Voilà l’attitude à laquelle Jésus nous invite en ce temps de
carême : nous tourner vers Dieu à tout instant et découvrir que
j’ai en Lui la source de mon être le meilleur.
Enfin, la
troisième parole antidote de Jésus, toujours tirée du livre du deutéronome : « Tu ne mettras pas à
l’épreuve le Seigneur ton Dieu », est l’antidote au poison
(ou à la tentation) qui consiste à se méfier de Dieu, à douter
de sa bonté.

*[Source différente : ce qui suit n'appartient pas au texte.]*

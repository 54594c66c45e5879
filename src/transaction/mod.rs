//! Transactions recorded by users against the shared budget.
//!
//! This module contains everything related to transactions:
//! - The `Transaction` model and `TransactionBuilder` for creating transactions
//! - Database functions for storing, querying, and managing transactions,
//!   with updates and deletes restricted to the transaction's owner
//! - Route handlers for the transaction pages and API endpoints

mod core;
mod create_endpoint;
mod create_page;
mod delete_endpoint;
mod edit_endpoint;
mod edit_page;
mod form;
mod view_page;

pub use core::{
    Transaction, TransactionBuilder, create_transaction, create_transaction_table,
    map_transaction_row,
};
pub use create_endpoint::create_transaction_endpoint;
pub use create_page::get_create_transaction_page;
pub use delete_endpoint::delete_transaction_endpoint;
pub use edit_endpoint::edit_transaction_endpoint;
pub use edit_page::get_edit_transaction_page;
pub use view_page::get_transaction_page;

#[cfg(test)]
pub use core::{count_transactions, delete_owned_transaction, get_transaction};
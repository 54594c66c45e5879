//! Defines the endpoint for creating a new transaction.
use std::sync::{Arc, Mutex};

use axum::{
    Extension,
    extract::{FromRef, State},
    http::StatusCode,
    response::{IntoResponse, Response},
};
use axum_extra::extract::Form;
use axum_htmx::HxRedirect;
use rusqlite::Connection;

use crate::{
    AppState, Error, UserID,
    auth::get_user_by_id,
    endpoints,
    transaction::{core::create_transaction, form::TransactionForm},
};

/// The state needed to create a transaction.
#[derive(Debug, Clone)]
pub struct CreateTransactionState {
    /// The database connection for managing transactions.
    pub db_connection: Arc<Mutex<Connection>>,
}

impl FromRef<AppState> for CreateTransactionState {
    fn from_ref(state: &AppState) -> Self {
        Self {
            db_connection: state.db_connection.clone(),
        }
    }
}

/// A route handler for creating a new transaction owned by the logged-in user.
///
/// Redirects to the home page on success, otherwise responds with an error alert.
pub async fn create_transaction_endpoint(
    State(state): State<CreateTransactionState>,
    Extension(user_id): Extension<UserID>,
    Form(form): Form<TransactionForm>,
) -> Response {
    let builder = match form.validate() {
        Ok(builder) => builder,
        Err(error) => return error.into_alert_response(),
    };

    let connection = match state.db_connection.lock() {
        Ok(connection) => connection,
        Err(error) => {
            tracing::error!("could not acquire database lock: {error}");
            return Error::DatabaseLockError.into_alert_response();
        }
    };

    let result = get_user_by_id(user_id, &connection)
        .and_then(|user| create_transaction(user.username.as_ref(), builder, &connection));

    match result {
        Ok(transaction) => {
            tracing::info!(
                "{} recorded transaction {}",
                transaction.owner_username,
                transaction.id
            );

            (
                HxRedirect(endpoints::HOME_VIEW.to_owned()),
                StatusCode::SEE_OTHER,
            )
                .into_response()
        }
        Err(error) => {
            tracing::error!("could not create transaction: {error}");
            error.into_alert_response()
        }
    }
}

#[cfg(test)]
mod tests {
    use std::sync::{Arc, Mutex};

    use axum::{Extension, extract::State, http::StatusCode};
    use axum_extra::extract::Form;
    use time::{Duration, OffsetDateTime};

    use crate::{
        UserID,
        test_utils::{assert_hx_redirect, create_test_user, get_test_connection},
        endpoints,
        transaction::{
            count_transactions,
            create_endpoint::{CreateTransactionState, create_transaction_endpoint},
            form::TransactionForm,
            get_transaction,
        },
    };

    fn get_test_state() -> (CreateTransactionState, UserID) {
        let conn = get_test_connection();
        let user = create_test_user("alice", "alice@example.com", &conn);
        let state = CreateTransactionState {
            db_connection: Arc::new(Mutex::new(conn)),
        };

        (state, user.id)
    }

    fn transaction_form(days_from_today: i64, description: &str) -> TransactionForm {
        transaction_form_with_amount(12.3, days_from_today, description)
    }

    fn transaction_form_with_amount(
        amount: f64,
        days_from_today: i64,
        description: &str,
    ) -> TransactionForm {
        TransactionForm {
            amount,
            date: OffsetDateTime::now_utc().date() + Duration::days(days_from_today),
            description: description.to_owned(),
            category: "Food".to_owned(),
            card_name: "Visa".to_owned(),
        }
    }

    #[tokio::test]
    async fn can_create_transaction() {
        let (state, user_id) = get_test_state();

        let response = create_transaction_endpoint(
            State(state.clone()),
            Extension(user_id),
            Form(transaction_form(0, "test transaction")),
        )
        .await;

        assert_eq!(response.status(), StatusCode::SEE_OTHER);
        assert_hx_redirect(&response, endpoints::HOME_VIEW);
        let connection = state.db_connection.lock().unwrap();
        let transaction = get_transaction(1, &connection).unwrap();
        assert_eq!(transaction.amount, 12.3);
        assert_eq!(transaction.description, "test transaction");
        assert_eq!(transaction.owner_username, "alice");
    }

    #[tokio::test]
    async fn accepts_future_date() {
        let (state, user_id) = get_test_state();

        let response = create_transaction_endpoint(
            State(state.clone()),
            Extension(user_id),
            Form(transaction_form(30, "scheduled payment")),
        )
        .await;

        assert_eq!(response.status(), StatusCode::SEE_OTHER);
        assert_eq!(count_transactions(&state.db_connection.lock().unwrap()), Ok(1));
    }

    #[tokio::test]
    async fn rejects_non_finite_amounts() {
        let (state, user_id) = get_test_state();

        for amount in [f64::INFINITY, f64::NAN, 0.0] {
            let response = create_transaction_endpoint(
                State(state.clone()),
                Extension(user_id),
                Form(transaction_form_with_amount(amount, 0, "bad amount")),
            )
            .await;

            assert_eq!(response.status(), StatusCode::BAD_REQUEST, "amount {amount}");
        }

        assert_eq!(count_transactions(&state.db_connection.lock().unwrap()), Ok(0));
    }

    #[tokio::test]
    async fn rejects_blank_description() {
        let (state, user_id) = get_test_state();

        let response = create_transaction_endpoint(
            State(state.clone()),
            Extension(user_id),
            Form(transaction_form(0, "   ")),
        )
        .await;

        assert_eq!(response.status(), StatusCode::BAD_REQUEST);
        assert_eq!(count_transactions(&state.db_connection.lock().unwrap()), Ok(0));
    }
}
//! Alert system for displaying success and error messages to users.
//!
//! Alerts are rendered as an out-of-band swap that replaces the
//! `#alert-container` element in the base page, so any HTMX response can
//! carry one alongside (or instead of) its main content.

use axum::response::{Html, IntoResponse, Response};
use maud::{Markup, html};

/// A message shown to the user in a dismissable box at the bottom of the page.
#[derive(Debug, Clone, PartialEq)]
pub enum Alert {
    Success { message: String, details: String },
    SuccessSimple { message: String },
    Error { message: String, details: String },
    ErrorSimple { message: String },
}

const SUCCESS_STYLE: &str = "text-green-800 border-green-300 bg-green-50 \
    dark:bg-gray-800 dark:text-green-400 dark:border-green-800";

const ERROR_STYLE: &str = "text-red-800 border-red-300 bg-red-50 \
    dark:bg-gray-800 dark:text-red-400 dark:border-red-800";

impl Alert {
    fn parts(&self) -> (&'static str, &str, Option<&str>) {
        match self {
            Alert::Success { message, details } => (SUCCESS_STYLE, message, Some(details)),
            Alert::SuccessSimple { message } => (SUCCESS_STYLE, message, None),
            Alert::Error { message, details } => (ERROR_STYLE, message, Some(details)),
            Alert::ErrorSimple { message } => (ERROR_STYLE, message, None),
        }
    }

    /// Render the alert as an out-of-band swap for `#alert-container`.
    pub fn into_html(self) -> Markup {
        let (style, message, details) = self.parts();
        let role = match self {
            Alert::Error { .. } | Alert::ErrorSimple { .. } => "alert",
            _ => "status",
        };

        // Alert layout adapted from https://flowbite.com/docs/components/alerts/
        html! {
            div
                id="alert-container"
                hx-swap-oob="true"
                class="w-full max-w-md px-4"
                style="position: fixed; bottom: 1rem; left: 50%; transform: translateX(-50%); z-index: 9999;"
            {
                div
                    role=(role)
                    class={ "flex items-start p-4 mb-4 text-sm border rounded-lg shadow " (style) }
                {
                    div class="flex-1"
                    {
                        p class="font-medium" { (message) }

                        @if let Some(details) = details
                        {
                            @if !details.is_empty()
                            {
                                p class="mt-1" { (details) }
                            }
                        }
                    }

                    button
                        type="button"
                        aria-label="Close"
                        class="ms-3 font-bold"
                        onclick="document.getElementById('alert-container').classList.add('hidden')"
                    {
                        "×"
                    }
                }
            }
        }
    }
}

impl IntoResponse for Alert {
    fn into_response(self) -> Response {
        Html(self.into_html().into_string()).into_response()
    }
}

Vous savez, cette phrase qu'il peut nous arriver de
dire quand tout va mal : « mais qu’est-ce que j’ai fait au
bon Dieu pour mériter ça ! » Comme si Dieu nous punissait en
nous envoyant des tuiles pour tester notre foi en lui ! C’est la
tentation du serpent dans le livre de la Genèse, laissant à
penser que Dieu ne serait pas si bon qu’il le dit ! Face à ce
poison, Jésus va opposer cette parole antidote : « Tu ne
mettras pas à l’épreuve le Seigneur ton Dieu » comme pour
dire : laissez Dieu prendre soin de vous en toute confiance, ne
doutez pas de son amour et de sa bonté, laissez-le faire,
laissez-le agir en vous, car il sait bien, Lui ce qui est bon
pour vous, « avant même que vous le lui demandiez »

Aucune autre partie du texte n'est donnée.